[Action item] Among the records, find the lines that hold the string "many" and return them.

Dataset entries
Segment Open

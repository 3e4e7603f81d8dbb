//! Lexer for command pattern strings.
//!
//! A pattern is whitespace-separated; each piece becomes one token. A
//! literal piece is `name` or `name|alias1|alias2`; an argument piece is
//! `<name>`. Malformed pieces each report a `MalformedToken` diagnostic
//! attributed to the source site and poison the whole line: the caller
//! receives `None` and must skip the declaration.

use herald_foundation::{Diagnostic, DiagnosticKind, Reporter, Site};

use crate::token::Token;

/// Lexes one pattern line into tokens.
///
/// Returns `Some(tokens)` on success (an empty pattern yields an empty
/// sequence) and `None` if any piece was malformed. Every malformed piece
/// reports its own diagnostic before the line is abandoned.
pub fn lex(site: &Site, pattern: &str, reporter: &mut dyn Reporter) -> Option<Vec<Token>> {
    let mut tokens = Vec::new();
    let mut poisoned = false;

    for piece in pattern.split_whitespace() {
        match lex_piece(piece) {
            Ok(token) => tokens.push(token),
            Err(cause) => {
                reporter.report(Diagnostic::new(
                    DiagnosticKind::MalformedToken,
                    site.clone(),
                    format!("malformed token '{piece}': {cause}"),
                ));
                poisoned = true;
            }
        }
    }

    if poisoned { None } else { Some(tokens) }
}

/// Lexes a single whitespace-delimited piece.
fn lex_piece(piece: &str) -> Result<Token, &'static str> {
    if piece.starts_with('<') || piece.ends_with('>') {
        lex_argument(piece)
    } else {
        lex_literal(piece)
    }
}

fn lex_argument(piece: &str) -> Result<Token, &'static str> {
    if !piece.starts_with('<') || !piece.ends_with('>') || piece.len() < 2 {
        return Err("unbalanced angle brackets");
    }
    let name = &piece[1..piece.len() - 1];
    if name.is_empty() {
        return Err("empty argument name");
    }
    if name.contains('<') || name.contains('>') {
        return Err("unbalanced angle brackets");
    }
    if name.contains('|') {
        return Err("arguments cannot declare aliases");
    }
    Ok(Token::argument(name))
}

fn lex_literal(piece: &str) -> Result<Token, &'static str> {
    if piece.contains('<') || piece.contains('>') {
        return Err("unbalanced angle brackets");
    }
    let mut segments = piece.split('|');
    // split always yields at least one segment
    let name = segments.next().unwrap_or_default();
    if name.is_empty() {
        return Err("empty name");
    }
    let mut aliases = Vec::new();
    for alias in segments {
        if alias.is_empty() {
            return Err("empty alias segment");
        }
        aliases.push(alias.to_string());
    }
    Ok(Token::literal(name, aliases))
}
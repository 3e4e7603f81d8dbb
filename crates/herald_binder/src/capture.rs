//! Binding capture.
//!
//! Capture turns a declaring element into a [`Binding`], or rejects it
//! with a diagnostic. It is total and side-effect-free apart from
//! diagnostic reporting; callers must short-circuit when it returns
//! `None`.

use herald_foundation::{
    Diagnostic, DiagnosticKind, Element, ElementKind, FieldRole, Reporter, ReturnShape,
};
use herald_grammar::{Binding, FieldBinding, MethodShape};

/// The method whitelist, quoted verbatim in rejection diagnostics.
pub const METHOD_SHAPE_LIST: &str =
    "binding methods must return one of: unit, boolean, integer status, suggestion future";

/// The field whitelist, quoted verbatim in rejection diagnostics.
pub const FIELD_ROLE_LIST: &str =
    "binding fields must be one of: argument type, executor, predicate, suggestion provider";

/// Captures an element as a binding.
///
/// Methods must declare a whitelisted return shape; fields must declare a
/// whitelisted type role; any other element kind is not a valid binding
/// target. Each rejection reports exactly one diagnostic.
pub fn capture(element: &Element, reporter: &mut dyn Reporter) -> Option<Binding> {
    match &element.kind {
        ElementKind::Method {
            return_shape,
            params,
        } => match MethodShape::from_shape(return_shape) {
            Some(shape) => Some(Binding::method(
                element.id,
                element.site.clone(),
                shape,
                params.clone(),
            )),
            None => {
                let mut diagnostic = Diagnostic::new(
                    DiagnosticKind::InvalidBindingSignature,
                    element.site.clone(),
                    METHOD_SHAPE_LIST,
                );
                if let ReturnShape::Other(declared) = return_shape {
                    diagnostic = diagnostic.with_hint(format!("found `{declared}`"));
                }
                reporter.report(diagnostic);
                None
            }
        },
        ElementKind::Field { role } => match FieldBinding::from_role(role) {
            Some(binding) => Some(Binding::field(element.id, element.site.clone(), binding)),
            None => {
                let mut diagnostic = Diagnostic::new(
                    DiagnosticKind::InvalidBindingSignature,
                    element.site.clone(),
                    FIELD_ROLE_LIST,
                );
                if let FieldRole::Other(declared) = role {
                    diagnostic = diagnostic.with_hint(format!("found `{declared}`"));
                }
                reporter.report(diagnostic);
                None
            }
        },
        ElementKind::Type | ElementKind::Constructor => {
            reporter.report(Diagnostic::new(
                DiagnosticKind::InvalidBindingTarget,
                element.site.clone(),
                "only methods and fields can be bound to commands",
            ));
            None
        }
    }
}
//! Required argument-type bindings.
//!
//! Every argument node needs an argument-type binding attached directly
//! to it; without one the downstream generator has no runtime type to
//! parse the argument with.

use herald_foundation::{Diagnostic, DiagnosticKind, Reporter};
use herald_grammar::{BindingGroup, Environment};

/// Checks every argument node for a direct argument-type binding.
pub fn check(env: &Environment, reporter: &mut dyn Reporter) {
    for ns in env.namespaces() {
        let tree = ns.tree();
        for id in tree.preorder() {
            let node = tree.node(id);
            if !node.identity().is_argument() {
                continue;
            }
            let has_argument_type = node
                .bindings()
                .values()
                .any(|b| b.group() == BindingGroup::ArgumentType);
            if !has_argument_type {
                reporter.report(Diagnostic::new(
                    DiagnosticKind::MissingRequiredBinding,
                    node.site().clone(),
                    format!(
                        "argument '{}' has no argument type binding",
                        node.identity()
                    ),
                ));
            }
        }
    }
}
//! The command tree builder.
//!
//! Consumes the pattern lines of one declaring element and merges them
//! into the element's namespace: nodes are created on first occurrence,
//! and repeated declarations merge aliases and children idempotently.
//! Declarations sharing a common prefix fan out at the point of
//! divergence, which is how one element declares several sibling command
//! lines under a shared parent path.
//!
//! The builder does not special-case token position; the literal-first
//! rule is enforced by the validator layer.

use herald_foundation::{Diagnostic, DiagnosticKind, Reporter, Site};

use crate::environment::Environment;
use crate::lexer::lex;

/// Declares command pattern lines into a namespace.
///
/// Each line is processed independently: a line that fails to lex was
/// already reported and is skipped; a line lexing to zero tokens reports
/// `EmptyDeclaration` and is skipped; any other line is walked from the
/// namespace root, interning one node per token.
pub fn declare(
    env: &mut Environment,
    scope: &str,
    site: &Site,
    lines: &[&str],
    reporter: &mut dyn Reporter,
) {
    for line in lines {
        let Some(tokens) = lex(site, line, reporter) else {
            continue;
        };
        if tokens.is_empty() {
            reporter.report(Diagnostic::new(
                DiagnosticKind::EmptyDeclaration,
                site.clone(),
                "empty command declaration",
            ));
            continue;
        }

        let tree = env.namespace_mut(scope).tree_mut();
        let mut current = tree.intern_root(&tokens[0], site);
        for token in &tokens[1..] {
            current = tree.intern_child(current, token, site);
        }
    }
}
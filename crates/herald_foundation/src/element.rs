//! The host reflection interface.
//!
//! The host annotation system hands Herald one [`Element`] per declaring
//! program element. Herald never inspects the host's types directly; it
//! sees only this shape summary, which is exactly what binding capture and
//! the visibility lint need.

use std::fmt;

use crate::identity::Identity;
use crate::site::Site;

// =============================================================================
// ElementId
// =============================================================================

/// Opaque handle for a declaring program element.
///
/// Minted by the host; usable only as a map key and for diagnostics.
#[derive(Copy, Clone, Eq, PartialEq, Hash)]
pub struct ElementId(u32);

impl ElementId {
    /// Creates an element id with the given raw index.
    #[must_use]
    pub const fn new(index: u32) -> Self {
        Self(index)
    }

    /// Returns the raw index of this element.
    #[must_use]
    pub const fn index(self) -> u32 {
        self.0
    }
}

impl fmt::Debug for ElementId {
    fn fmt(&self, f: &mut fmt::Formatter<'_>) -> fmt::Result {
        write!(f, "ElementId({})", self.0)
    }
}

// =============================================================================
// Element shape
// =============================================================================

/// The declared return shape of a method, as reported by the host.
#[derive(Clone, Debug, Eq, PartialEq)]
pub enum ReturnShape {
    /// No result; the command simply runs.
    Unit,
    /// Boolean success flag.
    Bool,
    /// Integer status code.
    Status,
    /// Asynchronous suggestion future.
    Suggestions,
    /// Anything else, carrying the declared type name.
    Other(String),
}

/// The declared role of a field type, as reported by the host.
#[derive(Clone, Debug, Eq, PartialEq)]
pub enum FieldRole {
    /// Supplies the runtime type of an argument node.
    ArgumentType,
    /// Supplies an executor object.
    Executor,
    /// Supplies a predicate gating the command.
    Predicate,
    /// Supplies a suggestion provider.
    SuggestionProvider,
    /// Anything else, carrying the declared type name.
    Other(String),
}

/// A formal method parameter.
#[derive(Clone, Debug, Eq, PartialEq)]
pub struct ParamSpec {
    /// Parameter name, used in diagnostics.
    pub name: String,
    /// Ancestor command node this parameter refers to, if declared.
    pub reference: Option<Identity>,
}

impl ParamSpec {
    /// Creates a plain runtime parameter.
    #[must_use]
    pub fn plain(name: impl Into<String>) -> Self {
        Self {
            name: name.into(),
            reference: None,
        }
    }

    /// Creates a parameter referring back to an ancestor command node.
    #[must_use]
    pub fn referencing(name: impl Into<String>, reference: Identity) -> Self {
        Self {
            name: name.into(),
            reference: Some(reference),
        }
    }
}

/// Declared modifiers of an element.
#[derive(Copy, Clone, Debug, Eq, PartialEq, Default)]
pub struct Modifiers {
    /// The element is publicly accessible.
    pub public: bool,
    /// The element is reassignable.
    pub mutable: bool,
}

impl Modifiers {
    /// Modifiers for a public, immutable element.
    #[must_use]
    pub const fn public_immutable() -> Self {
        Self {
            public: true,
            mutable: false,
        }
    }
}

/// What kind of program element is being bound.
#[derive(Clone, Debug, Eq, PartialEq)]
pub enum ElementKind {
    /// A method with a declared return shape and formal parameters.
    Method {
        /// The declared return shape.
        return_shape: ReturnShape,
        /// Formal parameters in declaration order.
        params: Vec<ParamSpec>,
    },
    /// A field with a declared type role.
    Field {
        /// The declared role of the field's type.
        role: FieldRole,
    },
    /// A type declaration; never a valid binding target.
    Type,
    /// A constructor; never a valid binding target.
    Constructor,
}

// =============================================================================
// Element
// =============================================================================

/// One declaring program element, as captured by the host.
#[derive(Clone, Debug, Eq, PartialEq)]
pub struct Element {
    /// Opaque handle, unique per compilation.
    pub id: ElementId,
    /// Provenance for diagnostics.
    pub site: Site,
    /// The element's shape.
    pub kind: ElementKind,
    /// Declared modifiers.
    pub modifiers: Modifiers,
}

impl Element {
    /// Creates a method element.
    #[must_use]
    pub fn method(
        id: ElementId,
        site: Site,
        return_shape: ReturnShape,
        params: Vec<ParamSpec>,
    ) -> Self {
        Self {
            id,
            site,
            kind: ElementKind::Method {
                return_shape,
                params,
            },
            modifiers: Modifiers::public_immutable(),
        }
    }

    /// Creates a field element.
    #[must_use]
    pub fn field(id: ElementId, site: Site, role: FieldRole) -> Self {
        Self {
            id,
            site,
            kind: ElementKind::Field { role },
            modifiers: Modifiers::public_immutable(),
        }
    }

    /// Creates a type element (an invalid binding target, kept for tests
    /// and capture rejection paths).
    #[must_use]
    pub fn type_decl(id: ElementId, site: Site) -> Self {
        Self {
            id,
            site,
            kind: ElementKind::Type,
            modifiers: Modifiers::public_immutable(),
        }
    }

    /// Replaces the modifiers on this element.
    #[must_use]
    pub fn with_modifiers(mut self, modifiers: Modifiers) -> Self {
        self.modifiers = modifiers;
        self
    }
}
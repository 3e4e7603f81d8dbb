//! The diagnostic surface.
//!
//! Every parser, binder, and lint pass reports findings through an injected
//! [`Reporter`]. Diagnostics are non-fatal: a rejected declaration aborts
//! only itself, and validators always run to completion. Message text is
//! part of the observable contract; tests assert on exact wording.

use std::fmt;

#[cfg(feature = "serde")]
use serde::{Deserialize, Serialize};

use crate::site::Site;

// =============================================================================
// DiagnosticKind
// =============================================================================

/// Categorized diagnostic kinds, one per rejected case.
#[derive(Copy, Clone, Debug, Eq, PartialEq, Hash)]
#[cfg_attr(feature = "serde", derive(Serialize, Deserialize))]
pub enum DiagnosticKind {
    /// A pattern piece could not be lexed.
    MalformedToken,
    /// A pattern line lexed to zero tokens.
    EmptyDeclaration,
    /// Exact binding: no tree node matches the declared path.
    UnresolvedPath,
    /// Pattern binding: zero matches found anywhere in the tree.
    UnresolvedPattern,
    /// A parameter's ancestor reference is absent from the bound node's chain.
    UnresolvedReference,
    /// Capture rejected an unsupported element kind.
    InvalidBindingTarget,
    /// Capture rejected an unsupported method or field shape.
    InvalidBindingSignature,
    /// A bound element does not satisfy the required modifiers.
    InvalidBindingModifiers,
    /// A root-level command path starts with an argument.
    ArgumentRoot,
    /// A sibling's canonical name is already taken.
    NameCollision,
    /// Two sibling aliases collide.
    AliasCollision,
    /// A sibling alias collides with a sibling name.
    NameAliasCollision,
    /// Two bindings of the same exclusivity group on one node.
    DuplicateBindingInGroup,
    /// An argument node lacks an argument-type binding.
    MissingRequiredBinding,
}

// =============================================================================
// Diagnostic
// =============================================================================

/// One reported finding: a kind, a primary site and message, and an
/// optional secondary hint.
#[derive(Clone, Debug, Eq, PartialEq)]
#[cfg_attr(feature = "serde", derive(Serialize, Deserialize))]
pub struct Diagnostic {
    /// The categorized kind.
    pub kind: DiagnosticKind,
    /// Where the finding is attributed.
    pub site: Site,
    /// The primary message.
    pub message: String,
    /// Optional secondary hint.
    pub hint: Option<String>,
}

impl Diagnostic {
    /// Creates a diagnostic with no hint.
    #[must_use]
    pub fn new(kind: DiagnosticKind, site: Site, message: impl Into<String>) -> Self {
        Self {
            kind,
            site,
            message: message.into(),
            hint: None,
        }
    }

    /// Attaches a secondary hint.
    #[must_use]
    pub fn with_hint(mut self, hint: impl Into<String>) -> Self {
        self.hint = Some(hint.into());
        self
    }
}

impl fmt::Display for Diagnostic {
    fn fmt(&self, f: &mut fmt::Formatter<'_>) -> fmt::Result {
        write!(f, "{}: {}", self.site, self.message)?;
        if let Some(hint) = &self.hint {
            write!(f, " ({hint})")?;
        }
        Ok(())
    }
}

// =============================================================================
// Reporter
// =============================================================================

/// The injected diagnostic sink.
///
/// Implementations must tolerate being invoked many times from the same
/// thread in arbitrary order relative to tree mutations; the order of
/// reports matches the deterministic traversal order of the passes.
pub trait Reporter {
    /// Records one diagnostic.
    fn report(&mut self, diagnostic: Diagnostic);

    /// Returns how many diagnostics have been reported so far.
    ///
    /// Every Herald diagnostic is an error; there is no warning level.
    fn error_count(&self) -> usize;
}

/// A reporter that buffers every diagnostic in order.
///
/// This is the implementation validators and tests use; downstream tooling
/// drains the buffer after a compilation run.
#[derive(Debug, Default)]
pub struct CollectingReporter {
    diagnostics: Vec<Diagnostic>,
}

impl CollectingReporter {
    /// Creates an empty reporter.
    #[must_use]
    pub fn new() -> Self {
        Self::default()
    }

    /// Returns all diagnostics in report order.
    #[must_use]
    pub fn diagnostics(&self) -> &[Diagnostic] {
        &self.diagnostics
    }

    /// Returns the diagnostics of one kind, in report order.
    #[must_use]
    pub fn of_kind(&self, kind: DiagnosticKind) -> Vec<&Diagnostic> {
        self.diagnostics.iter().filter(|d| d.kind == kind).collect()
    }

    /// Returns all kinds in report order.
    #[must_use]
    pub fn kinds(&self) -> Vec<DiagnosticKind> {
        self.diagnostics.iter().map(|d| d.kind).collect()
    }

    /// Returns true if nothing was reported.
    #[must_use]
    pub fn is_empty(&self) -> bool {
        self.diagnostics.is_empty()
    }

    /// Consumes the reporter and returns the buffered diagnostics.
    #[must_use]
    pub fn into_diagnostics(self) -> Vec<Diagnostic> {
        self.diagnostics
    }
}

impl Reporter for CollectingReporter {
    fn report(&mut self, diagnostic: Diagnostic) {
        self.diagnostics.push(diagnostic);
    }

    fn error_count(&self) -> usize {
        self.diagnostics.len()
    }
}
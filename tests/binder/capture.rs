//! Integration tests for binding capture
//!
//! Tests the element-shape whitelists and their rejection diagnostics.

use herald_binder::capture;
use herald_binder::capture::{FIELD_ROLE_LIST, METHOD_SHAPE_LIST};
use herald_foundation::{
    CollectingReporter, DiagnosticKind, Element, ElementId, FieldRole, ReturnShape, Site,
};
use herald_grammar::{BindingGroup, BindingKind};

fn site() -> Site {
    Site::member("Admin", "member")
}

#[test]
fn whitelisted_method_shapes_capture() {
    for shape in [
        ReturnShape::Unit,
        ReturnShape::Bool,
        ReturnShape::Status,
        ReturnShape::Suggestions,
    ] {
        let element = Element::method(ElementId::new(0), site(), shape, Vec::new());
        let mut reporter = CollectingReporter::new();
        let binding = capture(&element, &mut reporter);

        assert!(binding.is_some());
        assert!(reporter.is_empty());
    }
}

#[test]
fn unsupported_return_shape_names_the_whitelist_verbatim() {
    let element = Element::method(
        ElementId::new(0),
        site(),
        ReturnShape::Other("Vec<String>".into()),
        Vec::new(),
    );
    let mut reporter = CollectingReporter::new();

    assert!(capture(&element, &mut reporter).is_none());
    let diagnostics = reporter.diagnostics();
    assert_eq!(diagnostics.len(), 1);
    assert_eq!(diagnostics[0].kind, DiagnosticKind::InvalidBindingSignature);
    assert_eq!(
        diagnostics[0].message,
        "binding methods must return one of: unit, boolean, integer status, suggestion future"
    );
    assert_eq!(diagnostics[0].message, METHOD_SHAPE_LIST);
}

#[test]
fn unsupported_field_role_names_the_whitelist_verbatim() {
    let element = Element::field(ElementId::new(0), site(), FieldRole::Other("u32".into()));
    let mut reporter = CollectingReporter::new();

    assert!(capture(&element, &mut reporter).is_none());
    assert_eq!(reporter.diagnostics()[0].message, FIELD_ROLE_LIST);
}

#[test]
fn type_elements_are_invalid_targets() {
    let element = Element::type_decl(ElementId::new(0), Site::of("Admin"));
    let mut reporter = CollectingReporter::new();

    assert!(capture(&element, &mut reporter).is_none());
    assert_eq!(
        reporter.kinds(),
        vec![DiagnosticKind::InvalidBindingTarget]
    );
}

#[test]
fn suggestion_method_lands_in_the_suggestion_group() {
    let element = Element::method(
        ElementId::new(0),
        site(),
        ReturnShape::Suggestions,
        Vec::new(),
    );
    let mut reporter = CollectingReporter::new();
    let binding = capture(&element, &mut reporter).unwrap();

    assert!(matches!(binding.kind(), BindingKind::Method(_)));
    assert_eq!(binding.group(), BindingGroup::Suggestions);
}
//! Integration tests for name/alias collision lints
//!
//! Tests that collision attribution follows declaration order.

use herald_foundation::{CollectingReporter, DiagnosticKind, Site};
use herald_grammar::{Environment, declare};
use herald_lints::collision;

fn findings(declarations: &[(&str, &str)]) -> CollectingReporter {
    let mut env = Environment::new();
    let mut reporter = CollectingReporter::new();
    for (owner, line) in declarations {
        declare(&mut env, "Guild", &Site::of(*owner), &[*line], &mut reporter);
    }
    assert!(reporter.is_empty());

    let mut findings = CollectingReporter::new();
    collision::check(&env, &mut findings);
    findings
}

#[test]
fn alias_collision_attributes_to_the_later_declaration() {
    // Node x carries alias "z"; node y's canonical name is "z".
    let found = findings(&[("X", "x|z"), ("Y", "z")]);

    let primary = &found.diagnostics()[0];
    assert_eq!(primary.kind, DiagnosticKind::NameAliasCollision);
    assert_eq!(primary.site, Site::of("Y"));
}

#[test]
fn swapping_declaration_order_swaps_the_later_site() {
    let forward = findings(&[("X", "x|z"), ("Y", "z")]);
    let swapped = findings(&[("Y", "z"), ("X", "x|z")]);

    // The error fires either way; only the attribution moves.
    assert_eq!(
        forward.of_kind(DiagnosticKind::NameAliasCollision).len(),
        swapped.of_kind(DiagnosticKind::NameAliasCollision).len(),
    );
    assert_eq!(forward.diagnostics()[0].site, Site::of("Y"));
    assert_eq!(swapped.diagnostics()[0].site, Site::of("X"));
}

#[test]
fn alias_against_alias_is_its_own_case() {
    let found = findings(&[("X", "x|z"), ("Y", "y|z")]);
    assert_eq!(found.of_kind(DiagnosticKind::AliasCollision).len(), 2);
    assert!(found.of_kind(DiagnosticKind::NameAliasCollision).is_empty());
}

#[test]
fn distinct_texts_never_collide() {
    let found = findings(&[("X", "x|x1"), ("Y", "y|y1")]);
    assert!(found.is_empty());
}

Segment Closed

[Output for this exercise]
/// Implementations must tolerate being invoked many times from the same
    /// Returns how many diagnostics have been reported so far.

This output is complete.